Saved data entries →
━━━━━━━━━━
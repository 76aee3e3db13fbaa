//! # Snapshot Database
//!
//! Opens the terminal's snapshot database and hands out the repository.
//!
//! ## Connection Model
//! ```text
//! ┌─────────────────────────────────────────────────────────────────────────┐
//! │                     One Terminal, One Writer                            │
//! │                                                                         │
//! │  checkout screen ── every change ──┐                                    │
//! │  background draft save ── re-key ──┼──► SqlitePool (1 connection)       │
//! │  startup scan ── order_ids ────────┘          │                         │
//! │                                               ▼                         │
//! │                                   tavola.db (WAL, synchronous FULL)     │
//! └─────────────────────────────────────────────────────────────────────────┘
//! ```
//!
//! Snapshot writes are tiny and strictly ordered per order, so a single
//! connection serializes them without any lock contention inside SQLite.
//! A write that returned `Ok` is on disk: synchronous FULL syncs the WAL on
//! every commit, which is what "never lose the open order" needs.

use sqlx::sqlite::{SqliteConnectOptions, SqliteJournalMode, SqlitePoolOptions, SqliteSynchronous};
use sqlx::SqlitePool;
use std::path::PathBuf;
use std::time::Duration;
use tracing::info;

use crate::error::{DbError, DbResult};
use crate::migrations;
use crate::repository::snapshot::SnapshotRepository;

/// Where the snapshot database lives.
#[derive(Debug, Clone)]
pub struct DbConfig {
    /// SQLite file; `:memory:` for a throwaway database.
    pub database_path: PathBuf,

    /// How long a snapshot write waits for the connection before failing.
    pub busy_timeout: Duration,
}

impl DbConfig {
    /// File-backed snapshot database; the file is created on first open.
    pub fn new(path: impl Into<PathBuf>) -> Self {
        DbConfig {
            database_path: path.into(),
            busy_timeout: Duration::from_secs(5),
        }
    }

    /// In-memory database that lives as long as the [`Database`] (tests).
    pub fn in_memory() -> Self {
        DbConfig::new(":memory:")
    }
}

/// Handle to the snapshot database.
#[derive(Debug, Clone)]
pub struct Database {
    pool: SqlitePool,
}

impl Database {
    /// Opens the database and brings the schema up to date.
    pub async fn new(config: DbConfig) -> DbResult<Self> {
        info!(path = %config.database_path.display(), "Opening snapshot database");

        let options = SqliteConnectOptions::new()
            .filename(&config.database_path)
            .create_if_missing(true)
            .journal_mode(SqliteJournalMode::Wal)
            .synchronous(SqliteSynchronous::Full)
            .busy_timeout(config.busy_timeout);

        // The single connection is never recycled, so an in-memory
        // database keeps its rows for the life of the pool
        let pool = SqlitePoolOptions::new()
            .max_connections(1)
            .min_connections(1)
            .acquire_timeout(config.busy_timeout)
            .idle_timeout(None)
            .max_lifetime(None)
            .connect_with(options)
            .await
            .map_err(|e| DbError::ConnectionFailed(e.to_string()))?;

        migrations::run_migrations(&pool).await?;

        Ok(Database { pool })
    }

    /// Returns the snapshot repository.
    ///
    /// ## Example
    /// ```rust,ignore
    /// let payload = db.snapshots().get("order_data_1842").await?;
    /// ```
    pub fn snapshots(&self) -> SnapshotRepository {
        SnapshotRepository::new(self.pool.clone())
    }

    /// Closes the pool; later repository calls fail.
    pub async fn close(&self) {
        info!("Closing snapshot database");
        self.pool.close().await;
    }
}

// =============================================================================
// Unit Tests
// =============================================================================
//! # Exclusion Resolver
//!
//! Decides which line items may be discounted.
//!
//! ## Decision Order
//! ```text
//! ┌─────────────────────────────────────────────────────────────────────────┐
//! │  classify(item_ref)                                                     │
//! │       │                                                                 │
//! │       ├── active PRODUCT rule on this product id?  → Excluded           │
//! │       │                                                                 │
//! │       ├── catalog metadata missing?                → Unresolved         │
//! │       │                                            (counted ELIGIBLE)   │
//! │       │                                                                 │
//! │       ├── catalog flag exclude_from_discounts?     → Excluded           │
//! │       │                                                                 │
//! │       ├── active CATEGORY rule on its category?    → Excluded           │
//! │       │                                                                 │
//! │       └── otherwise                                → Eligible           │
//! └─────────────────────────────────────────────────────────────────────────┘
//! ```
//!
//! ## Failing Open
//! An item whose catalog entry cannot be found is discountable. Missing
//! metadata must not block checkout; [`ExclusionSplit::unresolved`] lists those
//! items so the screen can tell the operator.

use std::collections::{HashMap, HashSet};

use crate::guest::LineItem;
use crate::money::Money;
use crate::types::{CatalogItem, ExclusionKind, ExclusionRule, ItemKind, ItemRef};

/// Why an item is not discountable.
#[derive(Debug, Clone, Copy, PartialEq, Eq)]
pub enum ExclusionReason {
    /// The catalog entry itself is flagged.
    ItemFlag,
    /// An active product rule names this product.
    ProductRule,
    /// An active category rule names the item's category.
    CategoryRule,
}

/// Classification of a single reference.
#[derive(Debug, Clone, Copy, PartialEq, Eq)]
pub enum Eligibility {
    Eligible,
    Excluded(ExclusionReason),
    /// No catalog metadata; treated as eligible.
    Unresolved,
}

impl Eligibility {
    pub fn is_excluded(&self) -> bool {
        matches!(self, Eligibility::Excluded(_))
    }
}

#[derive(Debug, Clone, Default, PartialEq, Eq)]
struct ItemMeta {
    category_id: Option<String>,
    exclude_from_discounts: bool,
}

/// Partition of a guest's items by discount eligibility.
#[derive(Debug, Clone, Default)]
pub struct ExclusionSplit<'a> {
    pub excluded: Vec<&'a LineItem>,
    pub eligible: Vec<&'a LineItem>,
    /// Sum of `line_total` over `eligible`; the discount base.
    pub eligible_amount: Money,
    /// Ids of eligible items that were only eligible because metadata was missing.
    pub unresolved: Vec<&'a str>,
}

/// Pure function of the active rule set and catalog metadata.
#[derive(Debug, Clone, Default)]
pub struct ExclusionResolver {
    excluded_products: HashSet<String>,
    excluded_categories: HashSet<String>,
    catalog: HashMap<ItemRef, ItemMeta>,
}

impl ExclusionResolver {
    /// Builds a resolver; inactive rules are dropped here.
    pub fn new(rules: &[ExclusionRule], catalog: &[CatalogItem]) -> Self {
        let mut resolver = ExclusionResolver::default();
        resolver.load_rules(rules);
        resolver.extend_catalog(catalog);
        resolver
    }

    /// Returns a copy with the rule list replaced and the catalog kept.
    pub fn with_rules(&self, rules: &[ExclusionRule]) -> Self {
        let mut resolver = ExclusionResolver {
            excluded_products: HashSet::new(),
            excluded_categories: HashSet::new(),
            catalog: self.catalog.clone(),
        };
        resolver.load_rules(rules);
        resolver
    }

    /// Adds or replaces catalog metadata.
    pub fn extend_catalog(&mut self, catalog: &[CatalogItem]) {
        for item in catalog {
            self.catalog.insert(
                item.item_ref(),
                ItemMeta {
                    category_id: item.category_id.clone(),
                    exclude_from_discounts: item.exclude_from_discounts,
                },
            );
        }
    }

    fn load_rules(&mut self, rules: &[ExclusionRule]) {
        for rule in rules.iter().filter(|r| r.active) {
            match rule.kind {
                ExclusionKind::Product => {
                    self.excluded_products.insert(rule.entity_id.clone());
                }
                ExclusionKind::Category => {
                    self.excluded_categories.insert(rule.entity_id.clone());
                }
            }
        }
    }

    /// Number of active rules (product + category).
    pub fn active_rule_count(&self) -> usize {
        self.excluded_products.len() + self.excluded_categories.len()
    }

    /// Classifies a catalog reference.
    pub fn classify(&self, item_ref: &ItemRef) -> Eligibility {
        // Product rules need no metadata, only the reference id
        if item_ref.kind == ItemKind::Product && self.excluded_products.contains(&item_ref.id) {
            return Eligibility::Excluded(ExclusionReason::ProductRule);
        }

        let Some(meta) = self.catalog.get(item_ref) else {
            return Eligibility::Unresolved;
        };

        if meta.exclude_from_discounts {
            return Eligibility::Excluded(ExclusionReason::ItemFlag);
        }

        match &meta.category_id {
            Some(category) if self.excluded_categories.contains(category) => {
                Eligibility::Excluded(ExclusionReason::CategoryRule)
            }
            _ => Eligibility::Eligible,
        }
    }

    /// `isExcluded(item)`.
    pub fn is_excluded(&self, item: &LineItem) -> bool {
        self.classify(&item.item_ref).is_excluded()
    }

    /// Partitions items and sums the eligible line totals.
    pub fn split_by_exclusion<'a>(&self, items: &'a [LineItem]) -> ExclusionSplit<'a> {
        let mut split = ExclusionSplit::default();

        for item in items {
            match self.classify(&item.item_ref) {
                Eligibility::Excluded(_) => split.excluded.push(item),
                eligibility => {
                    if eligibility == Eligibility::Unresolved {
                        split.unresolved.push(item.id.as_str());
                    }
                    split.eligible_amount += item.line_total;
                    split.eligible.push(item);
                }
            }
        }

        split
    }

    /// Shortcut for the discount base only.
    pub fn eligible_amount(&self, items: &[LineItem]) -> Money {
        items
            .iter()
            .filter(|item| !self.is_excluded(item))
            .map(|item| item.line_total)
            .sum()
    }
}

// =============================================================================
// Unit Tests
// =============================================================================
━━━━━━━━━━
TASK BRIEF → Using the data above, copy each line that contains "await".

ANSWER BOX →
            .await
        migrations::run_migrations(&pool).await?;
    /// let payload = db.snapshots().get("order_data_1842").await?;
        self.pool.close().await;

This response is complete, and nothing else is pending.